そんなネコビッチも年と風邪には勝てず、最期が近付いた頃は飯も食べられず、ガリガリになり、目ヤニや鼻水がすごかった。
猫は自分の死体を見せない様に、どっかに行くので、生死が分からなくて心配するのもイヤだったので、儂はネコビッチに言った。
「死ぬ時は、儂に挨拶しにくるんやで。」
ネコビッチはかすかに頭を上げ、目ヤニで見えなくなった目をこっちに向けた、様な気がした。

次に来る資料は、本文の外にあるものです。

//! Domain Events
//!
//! Coarse-grained events representing significant state changes in the game.
//! The engine publishes these on its event bus; presentation layers subscribe
//! instead of observing engine state directly.

use serde::{Deserialize, Serialize};

use crate::{ChallengeId, ObjectId};

/// Domain event for significant state changes
#[derive(Debug, Clone, PartialEq, Serialize, Deserialize)]
#[serde(rename_all = "camelCase")]
pub enum GameEvent {
    ChallengeStarted {
        challenge_id: ChallengeId,
        object_count: usize,
        duration_minutes: u32,
    },
    ObjectFound {
        challenge_id: ChallengeId,
        object_id: ObjectId,
        object_name: String,
        points: u32,
        progress: f64,
    },
    ChallengeCompleted {
        challenge_id: ChallengeId,
        total_score: u64,
    },
    ChallengeExpired {
        challenge_id: ChallengeId,
        found: usize,
        total: usize,
    },
    /// Finish or cancel; `completed` distinguishes messaging only.
    ChallengeEnded {
        challenge_id: ChallengeId,
        completed: bool,
    },
    SessionReset,
}
//! Domain entities - objects with identity and lifecycle.

mod challenge;
mod collected_item;
mod game_object;

pub use challenge::Challenge;
pub use collected_item::CollectedItem;
pub use game_object::GameObject;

その翌日から、ネコビッチの姿が消えた。定刻には決まって現れていたのに。
これはもうダメだなと思った、3日後のこと。
儂がY商店で働いていると、近所のおば様が、「にゅげちゃん、ぼっちゃんが帰ってきてるよ。」と教えてくれた。
儂の仕事が終わる直前だった。
ネコビッチは行方不明になってから、さらにガリガリになり、もう歩く力もなさそうだった。
でも、儂を見ると起き上がり「にゃ~」と鳴いた。
それが最期だった。
儂の言葉が通じたのか、ただの気まぐれからかは分からない。でも最期を看取れて良かったと思う。
儂としては、ネコビッチが儂の言葉を理解したと信じている。
だから、最近ウチに出没するあの野良ニャンコも、きっと話せば分かると思うの。
ハラを割ってよ~く話せば。
だからね、ウチの庭やプランターにウンコするのやめて下さい。